The assembly process of this embodiment of the present invention is as follows. First, the probe member 10 is formed through a MEMS process so that the first stage 11 and the second stage 12 have the same shape. At this time, the probe 13 of the second stage 12 is formed to protrude 7㎛ from the first stage 11. Thereafter, the probe member 10 is inserted into the probe seat 21 of the case portion 20. At this time, the fitting groove 14 is inserted into the fitting hole 22 and is fixed without moving up and down and left and right. Afterwards, when the cover part 30 is placed on both sides of the case part 20, the vertical hole 32 of the cover part 30 and the vertical hole 23 of the case part 20 coincide, and the cover part 30 The horizontal hole 31 of and the horizontal hole 15 of the probe member 10 coincide.

Therefore, when the vertical soldering portion 41 and the horizontal soldering portion 40 are inserted into the vertical holes 23 and 32 and the horizontal holes 15 and 31, the probe member 10, case portion 20 and cover portion are formed. (30) is in circuit contact with the vertical soldering portion 41 and the horizontal soldering portion 40. Afterwards, the assembled probe member 10, case part 20, and cover part 30 are inserted into the fastening hole 51 of the circuit board 50, and the horizontal soldering part 40 and the vertical soldering part 41 are soldered. At (52), the terminals of the circuit board 50 are connected in a circuit to the probe member 10 through the horizontal soldering portion 40 and the vertical soldering portion 41.

In the inspection device of one embodiment of the present invention assembled in this way, the probe 11 with a size of 3㎛ is formed on the probe member 10 through the MEMS process, so the micro LED has a width × height of 15㎛ × 5㎛ and a contact area of about 3㎛. (2) can be checked. In addition, since the probe 13 is formed at the end of the elastic portion 16, each micro LED 2 can be elastically inspected during the process of contacting the wafer 1, so there is an advantage such as preventing contact defects from occurring. there is.
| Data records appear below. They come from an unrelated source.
use rust_stemmers::Algorithm;

use crate::analysis::filter::TokenFilter;
use crate::analysis::filters::lowercase::LowercaseFilter;
use crate::analysis::filters::stemmer::StemmerFilter;
use crate::analysis::filters::stopword::StopFilter;
use crate::analysis::token::Token;
use crate::analysis::tokenizer::{StandardTokenizer, Tokenizer, WhitespaceTokenizer};

/// Tokenizer followed by filters, applied in order.
pub struct Analyzer {
    tokenizer: Box<dyn Tokenizer>,
    filters: Vec<Box<dyn TokenFilter>>,
    name: String,
}

impl Analyzer {
    pub fn new(name: &str, tokenizer: Box<dyn Tokenizer>) -> Self {
        Analyzer {
            tokenizer,
            filters: Vec::new(),
            name: name.to_string(),
        }
    }

    pub fn with_filter(mut self, filter: Box<dyn TokenFilter>) -> Self {
        self.filters.push(filter);
        self
    }

    pub fn name(&self) -> &str {
        &self.name
    }

    /// `field` is accepted for per-field analyzers; the pipeline ignores it.
    pub fn analyze(&self, _field: &str, text: &str) -> Vec<Token> {
        let mut tokens = self.tokenizer.tokenize(text);
        for filter in &self.filters {
            filter.filter(&mut tokens);
        }
        tokens
    }

    /// Unicode words, lowercased, English stop words removed.
    pub fn standard() -> Self {
        Analyzer::new("standard", Box::new(StandardTokenizer::default()))
            .with_filter(Box::new(LowercaseFilter))
            .with_filter(Box::new(StopFilter::english()))
    }

    /// Whitespace separated, nothing else.
    pub fn whitespace() -> Self {
        Analyzer::new("whitespace", Box::new(WhitespaceTokenizer))
    }

    /// Standard plus Snowball English stemming.
    pub fn english() -> Self {
        Analyzer::standard().with_filter(Box::new(StemmerFilter::new(Algorithm::English)))
    }
}

impl std::fmt::Debug for Analyzer {
    fn fmt(&self, f: &mut std::fmt::Formatter<'_>) -> std::fmt::Result {
        let filters: Vec<&str> = self.filters.iter().map(|f| f.name()).collect();
        f.debug_struct("Analyzer")
            .field("name", &self.name)
            .field("tokenizer", &self.tokenizer.name())
            .field("filters", &filters)
            .finish()
    }
}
10: elastic member 11: 1st stage
12: 2nd stage 13: Probe
14: Fitting groove 15: Horizontal hole
20: Case part 21: Probe site
22: Fitting hole 23: Vertical hole
30: cover part 31: horizontal hole
32: Vertical hole 40: Horizontal soldering part
41: vertical soldering part 50: circuit board
51: fastening hole 52: soldering

Claims (3)

In order to directly inspect a wafer on which countless single-type micro LEDs with R, G, and B are independently configured and the contact area is 3 ㎛ are formed, a 27 ㎛ thick first stage and a 3 ㎛ thick second stage are glued in the same shape, but the above 2 A probe member having a probe with a thickness of 3㎛ was formed using a MEMS process by protruding part of the end;
A case portion accommodating the probe member, excluding the probe, is provided;
a cover part coupled to both open sides of the case part to protect the probe member;
Horizontal soldering portions and vertical soldering portions are provided to form a single assembly that is circuitically connected through the probe member, case portion, and cover portion;
The assembly is placed on the bottom of a circuit board connected to the inspection equipment, and the terminals of the circuit board and the horizontal solder portion and the vertical solder portion are soldered. According to claim 1,
Arc-shaped fitting grooves are formed on both sides of the probe member;
A micro LED inspection device, wherein the case part is provided with fittings that fit into each of the fitting grooves on both sides of the probe seat where the probe member is inserted, so that the probe member is fixed to the case part up and down and to the left and right. According to claim 1,
A horizontal hole through which the horizontal soldering part passes is drilled in the upper part of the probe member;
Vertical holes through which the vertical soldering portions pass are drilled on both sides of the case portion;
The cover portion is drilled with a vertical hole that matches the vertical hole of the case portion;
A micro LED inspection device, wherein when the horizontal soldering portion and the vertical soldering portion are inserted into the horizontal hole and the vertical hole, both ends protrude to the outside of each cover portion, and the protruding portion is soldered.